La Conférence épiscopale nationale du Congo (CENCO) a exprimé une opposition catégorique au projet de réforme de la Loi fondamentale porté par le président Félix Tshisekedi. Pour les prélats de la République démocratique du Congo, une telle modification risque de plonger les institutions dans l’instabilité et de fragiliser les bases de la démocratie congolaise. Cette prise de position officielle vient intensifier un débat qui divise déjà l’opinion publique et la sphère politique à Kinshasa.
La CENCO vent debout contre une modification de la Constitution
Dans une déclaration marquée par une grande fermeté, les évêques jugent que le moment est mal choisi pour toucher à la Constitution. La CENCO rappelle que le texte de 2006 est le fruit d’un consensus national laborieux, obtenu après une longue période de transition. L’institution religieuse craint que cette initiative ne serve principalement à modifier les règles électorales pour favoriser le maintien du pouvoir actuel, au détriment de l’alternance démocratique.
De son côté, Félix Tshisekedi soutient depuis octobre 2024 que le pays a besoin d’un nouveau cadre juridique, plus en phase avec les réalités nationales. Le chef de l’État critique l’actuelle Constitution, qu’il estime avoir été rédigée sous influence étrangère, affirmant qu’elle constitue un frein au progrès de la nation. Bien qu’une commission de réflexion soit prévue pour 2025, cette perspective suscite une vive inquiétude au sein de l’Église, mais aussi chez les acteurs de la société civile et de l’opposition.
Un engagement historique pour la stabilité institutionnelle
Cette hostilité des évêques s’inscrit dans la continuité de leurs actions passées. Déjà en 2015, sous la présidence de Joseph Kabila, la CENCO s’était dressée contre toute tentative de toucher à la limitation des mandats. Son implication dans l’accord de la Saint-Sylvestre en 2016 avait été déterminante pour apaiser les tensions politiques de l’époque. Cette expérience historique donne aujourd’hui un poids considérable à leur avertissement.
L’épiscopat insiste sur le fait que certains articles de la Constitution, notamment ceux concernant le nombre et la durée des mandats présidentiels, sont intangibles. Pour les autorités religieuses, remettre en cause ces verrous institutionnels équivaudrait à ouvrir une période d’incertitude majeure. Si l’entourage présidentiel assure qu’il s’agit uniquement de moderniser l’architecture de l’État, ces arguments ne semblent pas convaincre la hiérarchie catholique, qui prône le respect strict des textes en vigueur.
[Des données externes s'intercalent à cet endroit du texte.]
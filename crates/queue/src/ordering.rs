//! Ordering policy for the sequenced store.
//!
//! Wrappers are ordered by priority, highest first, and by admission instant,
//! earliest first, within equal priority. The sort is stable, so wrappers with
//! identical keys keep their relative position and equal-priority admissions
//! stay FIFO even when two instants compare equal.

use std::cmp::Ordering;
use std::collections::VecDeque;

use crate::wrapper::Wrapper;

/// Two-key comparator: priority descending, then `enqueued_at` ascending.
pub(crate) fn compare<T>(lhs: &Wrapper<T>, rhs: &Wrapper<T>) -> Ordering {
	rhs.priority.cmp(&lhs.priority).then_with(|| lhs.enqueued_at.cmp(&rhs.enqueued_at))
}

/// Re-establishes the ordering invariant after a mutation.
pub(crate) fn sort<T>(items: &mut VecDeque<Wrapper<T>>) {
	items.make_contiguous().sort_by(compare);
}

/// Returns `true` when `items` satisfies the ordering invariant.
pub(crate) fn is_ordered<T>(items: &VecDeque<Wrapper<T>>) -> bool {
	items
		.iter()
		.zip(items.iter().skip(1))
		.all(|(lhs, rhs)| compare(lhs, rhs) != Ordering::Greater)
}
//! Bounded, non-blocking, coalescing notification channel.
//!
//! A [`Signal`] holds at most `capacity` pending pulses. [`Signal::try_send`]
//! never blocks: when the channel is full the pulse is dropped. Each pulse is
//! consumed by exactly one receiver, so with several receivers a pulse wakes
//! one of them. The queue sizes its signals to its own capacity, which keeps
//! at least one pulse alive across any burst of operations.

use std::pin::pin;
use std::sync::Arc;
use std::sync::atomic::{AtomicBool, AtomicUsize, Ordering};

use tokio::sync::Notify;

use crate::error::SignalClosed;

struct SignalShared {
	pending: AtomicUsize,
	capacity: AtomicUsize,
	closed: AtomicBool,
	notify: Notify,
}

impl SignalShared {
	fn take(&self) -> bool {
		self.pending
			.fetch_update(Ordering::AcqRel, Ordering::Acquire, |pending| pending.checked_sub(1))
			.is_ok()
	}
}

/// Sending half of a signal channel, owned by the queue.
pub struct Signal {
	shared: Arc<SignalShared>,
}

/// Receiving half of a signal channel.
///
/// Cheap to clone; every clone competes for the same pulses.
#[derive(Clone)]
pub struct SignalReceiver {
	shared: Arc<SignalShared>,
}

impl Signal {
	/// Creates an open channel holding at most `capacity` pending pulses
	/// (coerced to at least 1).
	pub fn new(capacity: usize) -> Self {
		Self {
			shared: Arc::new(SignalShared {
				pending: AtomicUsize::new(0),
				capacity: AtomicUsize::new(capacity.max(1)),
				closed: AtomicBool::new(false),
				notify: Notify::new(),
			}),
		}
	}

	/// Returns a receiver bound to this channel.
	pub fn subscribe(&self) -> SignalReceiver {
		SignalReceiver {
			shared: Arc::clone(&self.shared),
		}
	}

	/// Records one pulse without blocking.
	///
	/// Returns `false` when the pulse was dropped because the channel is full
	/// or closed.
	pub fn try_send(&self) -> bool {
		let shared = &self.shared;
		if shared.closed.load(Ordering::Acquire) {
			return false;
		}
		let capacity = shared.capacity.load(Ordering::Acquire);
		let sent = shared
			.pending
			.fetch_update(Ordering::AcqRel, Ordering::Acquire, |pending| (pending < capacity).then_some(pending + 1))
			.is_ok();
		if sent {
			shared.notify.notify_one();
		}
		sent
	}

	/// Closes the channel and wakes every waiting receiver.
	///
	/// Pending pulses are discarded. Returns `false` if the channel was
	/// already closed; repeated calls are harmless.
	pub fn close(&self) -> bool {
		let shared = &self.shared;
		if shared.closed.swap(true, Ordering::AcqRel) {
			return false;
		}
		shared.pending.store(0, Ordering::Release);
		shared.notify.notify_waiters();
		true
	}

	pub fn is_closed(&self) -> bool {
		self.shared.closed.load(Ordering::Acquire)
	}

	/// Maximum number of pending pulses.
	pub fn capacity(&self) -> usize {
		self.shared.capacity.load(Ordering::Acquire)
	}

	/// Changes the pending-pulse limit, dropping pulses above it.
	pub(crate) fn set_capacity(&self, capacity: usize) {
		let capacity = capacity.max(1);
		let shared = &self.shared;
		shared.capacity.store(capacity, Ordering::Release);
		let _ = shared
			.pending
			.fetch_update(Ordering::AcqRel, Ordering::Acquire, |pending| Some(pending.min(capacity)));
	}
}

impl std::fmt::Debug for Signal {
	fn fmt(&self, f: &mut std::fmt::Formatter<'_>) -> std::fmt::Result {
		f.debug_struct("Signal")
			.field("pending", &self.shared.pending.load(Ordering::Relaxed))
			.field("capacity", &self.capacity())
			.field("closed", &self.is_closed())
			.finish()
	}
}

impl SignalReceiver {
	/// Waits for one pulse.
	///
	/// Returns [`SignalClosed`] once the channel has been closed, including
	/// for receivers that were already waiting.
	pub async fn recv(&self) -> Result<(), SignalClosed> {
		let shared = &self.shared;
		loop {
			// Register interest before checking state so a pulse or close
			// landing in between still wakes this waiter.
			let mut notified = pin!(shared.notify.notified());
			notified.as_mut().enable();

			if shared.closed.load(Ordering::Acquire) {
				return Err(SignalClosed);
			}
			if shared.take() {
				return Ok(());
			}
			notified.await;
		}
	}

	/// Consumes one pending pulse without waiting.
	pub fn try_recv(&self) -> bool {
		!self.is_closed() && self.shared.take()
	}

	/// Number of pulses currently pending.
	pub fn pending(&self) -> usize {
		self.shared.pending.load(Ordering::Acquire)
	}

	pub fn is_closed(&self) -> bool {
		self.shared.closed.load(Ordering::Acquire)
	}
}

impl std::fmt::Debug for SignalReceiver {
	fn fmt(&self, f: &mut std::fmt::Formatter<'_>) -> std::fmt::Result {
		f.debug_struct("SignalReceiver")
			.field("pending", &self.pending())
			.field("closed", &self.is_closed())
			.finish()
	}
}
Un défi politique pour le pouvoir en place
L’impact de cette déclaration est d’autant plus fort que près de la moitié de la population congolaise est de confession catholique. Le message des évêques, relayé jusque dans les sermons dominicaux des paroisses, touche une audience qui dépasse largement les militants politiques. Cette mobilisation populaire constitue un véritable test pour Félix Tshisekedi, malgré sa large majorité au Parlement.
La situation est d’autant plus complexe que la République démocratique du Congo fait face à une crise sécuritaire aiguë dans l’est, où les forces armées affrontent le groupe rebelle M23. Pour de nombreux observateurs, lancer un chantier constitutionnel dans ce climat de guerre pourrait détourner les ressources et l’attention des priorités humanitaires et militaires. La confrontation entre la présidence et la CENCO pourrait ainsi redéfinir les rapports de force politiques dans les mois à venir, alors que chaque camp campe sur ses positions.